**Task description:** Your answer should be every line with the word "RouterError", copied from the data below.

──────── Supplied records

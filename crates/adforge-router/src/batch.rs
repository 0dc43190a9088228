//! Bounded concurrent routing.

use std::sync::Arc;

use futures::future::join_all;
use tokio::sync::Semaphore;
use tracing::{error, info};

use crate::router::{RouteRequest, RouteResult, Router};

/// Route every request with at most `limit` in flight.
///
/// Results come back in request order. Each route is independent; a routing
/// task that dies still yields a partial-success result.
pub async fn route_batch(
    router: Arc<Router>,
    requests: Vec<RouteRequest>,
    limit: usize,
) -> Vec<RouteResult> {
    let limit = limit.max(1);
    let semaphore = Arc::new(Semaphore::new(limit));
    info!("Routing batch of {} with concurrency {}", requests.len(), limit);

    let (fallbacks, handles): (Vec<_>, Vec<_>) = requests
        .into_iter()
        .map(|request| {
            let fallback = (
                request.job_id.clone(),
                request.plan.clone(),
                request.artifacts.clone(),
            );
            let router = Arc::clone(&router);
            let semaphore = Arc::clone(&semaphore);
            let handle = tokio::spawn(async move {
                let _permit = semaphore.acquire_owned().await.ok();
                router.route(request).await
            });
            (fallback, handle)
        })
        .unzip();

    let mut results = Vec::with_capacity(handles.len());
    for ((job_id, plan, artifacts), joined) in fallbacks.into_iter().zip(join_all(handles).await) {
        match joined {
            Ok(result) => results.push(result),
            Err(e) => {
                error!(job_id = %job_id, "Routing task failed: {}", e);
                results.push(router.abandoned(
                    job_id,
                    plan,
                    artifacts,
                    format!("routing task failed: {}", e),
                ));
            }
        }
    }
    results
}
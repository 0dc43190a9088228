//! Router and engine error types.

use std::path::PathBuf;

use adforge_models::RouteState;
use thiserror::Error;

pub type RouterResult<T> = Result<T, RouterError>;

/// Errors raised while building the router. Routing itself never fails.
#[derive(Debug, Error)]
pub enum RouterError {
    #[error("Failed to read engine registry {path}: {source}")]
    RegistryIo {
        path: PathBuf,
        #[source]
        source: std::io::Error,
    },

    #[error("Invalid engine registry: {0}")]
    RegistryParse(#[from] serde_json::Error),

    #[error("Unsupported registry version {found} (expected {expected})")]
    UnsupportedVersion { found: u32, expected: u32 },

    #[error("Invalid engine registry: {0}")]
    InvalidRegistry(String),

    #[error("Cannot bind engine '{engine_id}': {message}")]
    Binding { engine_id: String, message: String },

    #[error("Illegal state transition {from} -> {to}")]
    InvalidTransition { from: RouteState, to: RouteState },
}

impl RouterError {
    pub fn invalid_registry(msg: impl Into<String>) -> Self {
        Self::InvalidRegistry(msg.into())
    }

    pub fn binding(engine_id: impl Into<String>, msg: impl Into<String>) -> Self {
        Self::Binding {
            engine_id: engine_id.into(),
            message: msg.into(),
        }
    }
}

/// Failure reported by a single engine call.
#[derive(Debug, Clone, Error, PartialEq)]
pub enum EngineError {
    #[error("Transient engine failure: {0}")]
    Transient(String),

    #[error("Engine rejected the job: {0}")]
    Rejected(String),

    /// Deadline in milliseconds
    #[error("Engine call timed out after {0}ms")]
    Timeout(u64),

    #[error("Engine still busy after {0} polls")]
    PollExhausted(u32),

    #[error("Engine unavailable: {0}")]
    Unavailable(String),

    #[error("Invalid engine output: {0}")]
    InvalidOutput(String),

    #[error("Engine panicked: {0}")]
    Panicked(String),
}

impl EngineError {
    pub fn transient(msg: impl Into<String>) -> Self {
        Self::Transient(msg.into())
    }

    pub fn rejected(msg: impl Into<String>) -> Self {
        Self::Rejected(msg.into())
    }

    pub fn unavailable(msg: impl Into<String>) -> Self {
        Self::Unavailable(msg.into())
    }

    pub fn invalid_output(msg: impl Into<String>) -> Self {
        Self::InvalidOutput(msg.into())
    }

    /// Whether retrying the same engine may succeed.
    pub fn is_transient(&self) -> bool {
        matches!(self, EngineError::Transient(_) | EngineError::Timeout(_))
    }

    /// Stable code recorded in the job history.
    pub fn code(&self) -> &'static str {
        match self {
            EngineError::Transient(_) => "transient",
            EngineError::Rejected(_) => "rejected",
            EngineError::Timeout(_) => "timeout",
            EngineError::PollExhausted(_) => "poll_exhausted",
            EngineError::Unavailable(_) => "unavailable",
            EngineError::InvalidOutput(_) => "invalid_output",
            EngineError::Panicked(_) => "panicked",
        }
    }
}

#[cfg(test)]
mod tests {
    use super::*;

    #[test]
    fn test_transient_classification() {
        assert!(EngineError::transient("503").is_transient());
        assert!(EngineError::Timeout(300_000).is_transient());
        assert!(!EngineError::Panicked("boom".to_string()).is_transient());
        assert!(!EngineError::PollExhausted(30).is_transient());
        assert!(!EngineError::rejected("bad plan").is_transient());
        assert_eq!(EngineError::invalid_output("empty").code(), "invalid_output");
    }

    #[test]
    fn test_sub_second_timeout_message() {
        assert_eq!(
            EngineError::Timeout(20).to_string(),
            "Engine call timed out after 20ms"
        );
    }
}
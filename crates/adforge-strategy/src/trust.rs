//! Historical trust per framework.

use adforge_models::{Framework, HistoricalOutcome};

/// Laplace-smoothed success rate of a framework over past uses.
///
/// With no history the trust is 0.5. Adding a successful use never lowers
/// the value; adding an unsuccessful one never raises it.
pub fn framework_trust(framework: Framework, history: &[HistoricalOutcome]) -> f64 {
    let (uses, successes) = history
        .iter()
        .filter(|h| h.framework == framework)
        .fold((0u32, 0u32), |(n, s), h| (n + 1, s + h.is_success() as u32));

    (successes as f64 + 1.0) / (uses as f64 + 2.0)
}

────────────────

**Answer area:**
pub type RouterResult<T> = Result<T, RouterError>;
pub enum RouterError {
impl RouterError {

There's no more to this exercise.